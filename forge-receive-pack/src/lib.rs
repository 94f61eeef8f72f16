/*!
Push admission pipeline for a git forge.

A push arrives over smart HTTP, is handed to a spawned `git receive-pack`, and every ref
update it carries passes through the server-side hooks before git moves a ref:

- `pre-receive` runs repository state and size checks, protection rules and content guards
  (secret scanning, file size, CODEOWNERS) and decides about the whole push.
- `update` lets through only refs that `pre-receive` saw.
- `post-receive` promotes the first branch of an empty repository, publishes ref events
  and prints pull request hints.

The hooks are shims around the `forge-hook` binary, which calls back into the server that
spawned git. [`Pipeline`] wires all of this together from a [`Config`] and a set of stores.

Design principles
- Zero I/O in constructors and configuration APIs, all of it happens in [`PipelineBuilder::build`].
- Typestate to make a pipeline without stores impossible to build.
- Refusals are hook output, failures are errors; see [`Class`].
*/

#![deny(rust_2018_idioms)]
#![forbid(unsafe_code)]

pub mod ai;
pub mod classify;
pub mod config;
pub mod controller;
pub mod error;
pub mod events;
pub mod git;
pub mod guard;
pub mod hooks;
pub mod http;
pub mod interrupt;
pub mod limiter;
pub mod protection;
pub mod pullreq;
pub mod refs;
pub mod session;
pub mod store;
pub mod trace;
pub mod urls;

pub use config::Config;
pub use error::{with_retry, Class, Error, Kind, RetryStrategy};

use core::marker::PhantomData;
use std::sync::Arc;

use axum::Router;
use tokio::task::JoinSet;
use tokio_util::sync::CancellationToken;

use ai::{AiReviewExtender, ReviewProvider, ReviewSink};
use controller::{Controller, Parts};
use events::{Dispatcher, EventStream, FileOffsets, FileStream, MemoryOffsets, MemoryStream, OffsetStore, Reporter};
use git::cli::GitCli;
use git::invoker::GitInvoker;
use git::GitReader;
use guard::secrets::RuleSet;
use hooks::{PostReceiveExtender, PreReceiveExtender};
use limiter::{QuotaLimiter, ResourceLimiter, UnlimitedLimiter};
use pullreq::{PullReqService, SourceBranchFollower};
use session::SessionRegistry;
use store::Stores;

/// Typestates representing builder progress.
pub mod state {
    /// Only configuration is known.
    pub struct Start;
    /// Stores are attached, the pipeline can be built.
    pub struct Ready;
}

/// Builder for a [`Pipeline`] with typestate guarantees.
pub struct PipelineBuilder<S = state::Start> {
    config: Config,
    stores: Option<Stores>,
    git: Option<Arc<dyn GitReader>>,
    stream: Option<Arc<dyn EventStream>>,
    offsets: Option<Arc<dyn OffsetStore>>,
    limiter: Option<Arc<dyn ResourceLimiter>>,
    secret_rules: Option<Arc<RuleSet>>,
    pre_extender: Option<Arc<dyn PreReceiveExtender>>,
    post_extender: Option<Arc<dyn PostReceiveExtender>>,
    review: Option<(Arc<dyn ReviewProvider>, Arc<dyn ReviewSink>)>,
    install_hooks: bool,
    _state: PhantomData<S>,
}

impl PipelineBuilder<state::Start> {
    pub fn new(config: Config) -> Self {
        PipelineBuilder {
            config,
            stores: None,
            git: None,
            stream: None,
            offsets: None,
            limiter: None,
            secret_rules: None,
            pre_extender: None,
            post_extender: None,
            review: None,
            install_hooks: true,
            _state: PhantomData,
        }
    }

    /// Attach the persistence layer and move to the Ready state.
    pub fn with_stores(self, stores: Stores) -> PipelineBuilder<state::Ready> {
        PipelineBuilder {
            config: self.config,
            stores: Some(stores),
            git: self.git,
            stream: self.stream,
            offsets: self.offsets,
            limiter: self.limiter,
            secret_rules: self.secret_rules,
            pre_extender: self.pre_extender,
            post_extender: self.post_extender,
            review: self.review,
            install_hooks: self.install_hooks,
            _state: PhantomData,
        }
    }
}

impl<S> PipelineBuilder<S> {
    /// Read repositories through `git` instead of the configured git binary.
    pub fn with_git(mut self, git: Arc<dyn GitReader>) -> Self {
        self.git = Some(git);
        self
    }

    /// Publish to `stream` instead of the one `[events] path` selects.
    pub fn with_event_stream(mut self, stream: Arc<dyn EventStream>) -> Self {
        self.stream = Some(stream);
        self
    }

    pub fn with_offsets(mut self, offsets: Arc<dyn OffsetStore>) -> Self {
        self.offsets = Some(offsets);
        self
    }

    pub fn with_limiter(mut self, limiter: Arc<dyn ResourceLimiter>) -> Self {
        self.limiter = Some(limiter);
        self
    }

    pub fn with_secret_rules(mut self, rules: Arc<RuleSet>) -> Self {
        self.secret_rules = Some(rules);
        self
    }

    pub fn with_pre_receive_extender(mut self, extender: Arc<dyn PreReceiveExtender>) -> Self {
        self.pre_extender = Some(extender);
        self
    }

    pub fn with_post_receive_extender(mut self, extender: Arc<dyn PostReceiveExtender>) -> Self {
        self.post_extender = Some(extender);
        self
    }

    /// Review pushes to pull request source branches with `provider` and post the result to `sink`.
    ///
    /// Ignored when an explicit post-receive extender is set.
    pub fn with_ai_review(mut self, provider: Arc<dyn ReviewProvider>, sink: Arc<dyn ReviewSink>) -> Self {
        self.review = Some((provider, sink));
        self
    }

    /// Whether [`PipelineBuilder::build`] writes the hook shims into `[hooks] dir` (default: yes).
    pub fn with_hook_installation(mut self, enabled: bool) -> Self {
        self.install_hooks = enabled;
        self
    }
}

impl PipelineBuilder<state::Ready> {
    /// Open the event stream, install hook shims and assemble every component.
    pub async fn build(self) -> Result<Pipeline, Error> {
        let PipelineBuilder {
            config,
            stores,
            git,
            stream,
            offsets,
            limiter,
            secret_rules,
            pre_extender,
            post_extender,
            review,
            install_hooks,
            _state,
        } = self;
        let stores = stores.ok_or_else(|| Error::Bug("ready pipeline builder without stores".into()))?;

        let git: Arc<dyn GitReader> = match git {
            Some(git) => git,
            None => Arc::new(GitCli::new(&config.server.git_binary)),
        };
        let stream: Arc<dyn EventStream> = match (stream, &config.events.path) {
            (Some(stream), _) => stream,
            (None, Some(path)) => Arc::new(FileStream::open(path).await?),
            (None, None) => Arc::new(MemoryStream::new()),
        };
        let offsets: Arc<dyn OffsetStore> = match (offsets, &config.events.path) {
            (Some(offsets), _) => offsets,
            (None, Some(path)) => Arc::new(FileOffsets::open(path.with_extension("offsets")).await?),
            (None, None) => Arc::new(MemoryOffsets::new()),
        };
        let limiter: Arc<dyn ResourceLimiter> = match limiter {
            Some(limiter) => limiter,
            None if config.limits.is_unlimited() => Arc::new(UnlimitedLimiter),
            None => Arc::new(QuotaLimiter::new(stores.repos.clone(), config.limits)),
        };

        if install_hooks && config.hooks.is_enabled() {
            if let Some(dir) = &config.hooks.dir {
                hooks::scripts::install(dir, &config.hooks.binary)?;
            }
        }

        let reporter = Reporter::new(stream.clone(), config.server.instance_id.clone(), config.events.max_attempts);
        let mut parts = Parts::new(stores.clone(), git, reporter.clone())?;
        parts.limiter = limiter;
        if let Some(rules) = secret_rules {
            parts.secret_rules = rules;
        }
        if let Some(extender) = pre_extender {
            parts.pre_extender = extender;
        }
        match (post_extender, review) {
            (Some(extender), _) => parts.post_extender = extender,
            (None, Some((provider, sink))) => {
                parts.post_extender = Arc::new(AiReviewExtender::new(
                    stores.settings.clone(),
                    stores.pullreqs.clone(),
                    provider,
                    sink,
                    config.ai,
                ));
            }
            (None, None) => {}
        }
        parts.server = config.server.clone();
        parts.guards = config.guards.clone();
        parts.flow = config.pullreq.flow;
        let controller = Arc::new(Controller::new(parts));

        let sessions = SessionRegistry::new();
        let invoker = GitInvoker::new(
            config.server.clone(),
            config.hooks.clone(),
            config.client.agent_policy(),
            stores.authz.clone(),
            sessions.clone(),
        );
        let dispatcher = Dispatcher::new(stream, offsets, config.events.workers, config.events.max_attempts)
            .register(Arc::new(SourceBranchFollower::new(stores.pullreqs.clone(), reporter.clone())));
        let pullreqs = PullReqService::new(stores.repos.clone(), stores.pullreqs.clone(), reporter.clone());

        tracing::info!(
            git_root = %config.server.git_root.display(),
            hooks = config.hooks.is_enabled(),
            flow = ?config.pullreq.flow,
            "push pipeline ready"
        );
        Ok(Pipeline {
            config,
            stores,
            controller,
            invoker,
            sessions,
            reporter,
            dispatcher,
            pullreqs,
        })
    }
}

/// Every component of the push pipeline, assembled.
pub struct Pipeline {
    config: Config,
    stores: Stores,
    controller: Arc<Controller>,
    invoker: GitInvoker,
    sessions: SessionRegistry,
    reporter: Reporter,
    dispatcher: Dispatcher,
    pullreqs: PullReqService,
}

impl Pipeline {
    pub fn builder(config: Config) -> PipelineBuilder<state::Start> {
        PipelineBuilder::new(config)
    }

    pub fn config(&self) -> &Config {
        &self.config
    }

    pub fn stores(&self) -> &Stores {
        &self.stores
    }

    pub fn controller(&self) -> &Arc<Controller> {
        &self.controller
    }

    pub fn invoker(&self) -> &GitInvoker {
        &self.invoker
    }

    pub fn sessions(&self) -> &SessionRegistry {
        &self.sessions
    }

    pub fn reporter(&self) -> &Reporter {
        &self.reporter
    }

    pub fn dispatcher(&self) -> &Dispatcher {
        &self.dispatcher
    }

    pub fn pullreqs(&self) -> &PullReqService {
        &self.pullreqs
    }

    /// The hook callback endpoints `forge-hook` posts to.
    pub fn hook_router(&self) -> Router {
        hooks::server::router(self.sessions.clone(), self.controller.clone())
    }

    /// The smart HTTP endpoints, to be mounted behind authentication middleware.
    pub fn http_router(&self) -> Router {
        http::SmartHttp::new(self.stores.repos.clone(), self.invoker.clone(), self.config.server.api_host.clone())
            .router()
    }

    /// Run the event consumers until `cancel` fires.
    pub fn spawn_event_consumers(&self, cancel: CancellationToken) -> JoinSet<()> {
        self.dispatcher.clone().spawn(cancel)
    }
}

impl std::fmt::Debug for Pipeline {
    fn fmt(&self, f: &mut std::fmt::Formatter<'_>) -> std::fmt::Result {
        f.debug_struct("Pipeline")
            .field("controller", &self.controller)
            .field("invoker", &self.invoker)
            .field("sessions", &self.sessions.len())
            .finish_non_exhaustive()
    }
}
+-------+
* _Work to complete_: Beginning with the very first line of the material above, give each line again exactly, ending with the line that contains "and prints pull request hints.".

* _Your solution_:
filename forge-receive-pack/src/lib.rs
repository 94f61eeef8f72f16
/*!
Push admission pipeline for a git forge.

A push arrives over smart HTTP, is handed to a spawned `git receive-pack`, and every ref
update it carries passes through the server-side hooks before git moves a ref:

- `pre-receive` runs repository state and size checks, protection rules and content guards
  (secret scanning, file size, CODEOWNERS) and decides about the whole push.
- `update` lets through only refs that `pre-receive` saw.
- `post-receive` promotes the first branch of an empty repository, publishes ref events
  and prints pull request hints.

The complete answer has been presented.